Key in the whole listing below again, keeping every word as it is.

** SUPPLIED RECORDS follows **

// mfrc522-gate/src/card/mod.rs

use std::fmt;

use log::warn;

use crate::device::BccPolicy;
use crate::protocol::bcc;
use crate::types::Uid;
use crate::{Error, Result};

pub mod operations;

/// Card identifier produced by one anticollision exchange.
#[derive(Debug, Clone, Copy, PartialEq, Eq)]
#[cfg_attr(feature = "serde", derive(serde::Serialize))]
pub struct CardIdentifier {
    uid: Uid,
    bcc: u8,
    bcc_valid: bool,
}

impl CardIdentifier {
    /// Split an anticollision response into UID and trailing BCC and check
    /// it. Under `BccPolicy::Lenient` a mismatch is logged and reported via
    /// `bcc_valid()`; under `BccPolicy::Strict` it is an error.
    pub fn assemble(response: &[u8], policy: BccPolicy) -> Result<Self> {
        let (check, uid_bytes) = match response.split_last() {
            Some((check, uid_bytes)) if !uid_bytes.is_empty() => (*check, uid_bytes),
            _ => {
                return Err(Error::InvalidLength {
                    expected: 2,
                    actual: response.len(),
                });
            }
        };

        let uid = Uid::try_from(uid_bytes)?;
        let expected = bcc(uid_bytes);
        let bcc_valid = expected == check;

        if !bcc_valid {
            match policy {
                BccPolicy::Strict => {
                    return Err(Error::BccMismatch {
                        expected,
                        actual: check,
                    });
                }
                BccPolicy::Lenient => warn!(
                    "bcc mismatch for {}: calculated {:#04x}, received {:#04x}",
                    uid, expected, check
                ),
            }
        }

        Ok(Self {
            uid,
            bcc: check,
            bcc_valid,
        })
    }

    pub fn uid(&self) -> &Uid {
        &self.uid
    }

    /// Check byte as received from the card.
    pub fn bcc(&self) -> u8 {
        self.bcc
    }

    /// False when the received check byte did not match the UID.
    pub fn bcc_valid(&self) -> bool {
        self.bcc_valid
    }

    /// `A2:FC:4F:05`
    pub fn to_colon_hex(&self) -> String {
        self.uid.to_colon_hex()
    }
}

impl fmt::Display for CardIdentifier {
    fn fmt(&self, f: &mut fmt::Formatter<'_>) -> fmt::Result {
        fmt::Display::fmt(&self.uid, f)
    }
}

** End of SUPPLIED RECORDS **

• [SOLVED EXERCISE]
// mfrc522-gate/src/card/mod.rs

use std::fmt;

use log::warn;

use crate::device::BccPolicy;
use crate::protocol::bcc;
use crate::types::Uid;
use crate::{Error, Result};

pub mod operations;

/// Card identifier produced by one anticollision exchange.
#[derive(Debug, Clone, Copy, PartialEq, Eq)]
#[cfg_attr(feature = "serde", derive(serde::Serialize))]
pub struct CardIdentifier {
    uid: Uid,
    bcc: u8,
    bcc_valid: bool,
}

impl CardIdentifier {
    /// Split an anticollision response into UID and trailing BCC and check
    /// it. Under `BccPolicy::Lenient` a mismatch is logged and reported via
    /// `bcc_valid()`; under `BccPolicy::Strict` it is an error.
    pub fn assemble(response: &[u8], policy: BccPolicy) -> Result<Self> {
        let (check, uid_bytes) = match response.split_last() {
            Some((check, uid_bytes)) if !uid_bytes.is_empty() => (*check, uid_bytes),
            _ => {
                return Err(Error::InvalidLength {
                    expected: 2,
                    actual: response.len(),
                });
            }
        };

        let uid = Uid::try_from(uid_bytes)?;
        let expected = bcc(uid_bytes);
        let bcc_valid = expected == check;

        if !bcc_valid {
            match policy {
                BccPolicy::Strict => {
                    return Err(Error::BccMismatch {
                        expected,
                        actual: check,
                    });
                }
                BccPolicy::Lenient => warn!(
                    "bcc mismatch for {}: calculated {:#04x}, received {:#04x}",
                    uid, expected, check
                ),
            }
        }

        Ok(Self {
            uid,
            bcc: check,
            bcc_valid,
        })
    }

    pub fn uid(&self) -> &Uid {
        &self.uid
    }

    /// Check byte as received from the card.
    pub fn bcc(&self) -> u8 {
        self.bcc
    }

    /// False when the received check byte did not match the UID.
    pub fn bcc_valid(&self) -> bool {
        self.bcc_valid
    }

    /// `A2:FC:4F:05`
    pub fn to_colon_hex(&self) -> String {
        self.uid.to_colon_hex()
    }
}

impl fmt::Display for CardIdentifier {
    fn fmt(&self, f: &mut fmt::Formatter<'_>) -> fmt::Result {
        fmt::Display::fmt(&self.uid, f)
    }
}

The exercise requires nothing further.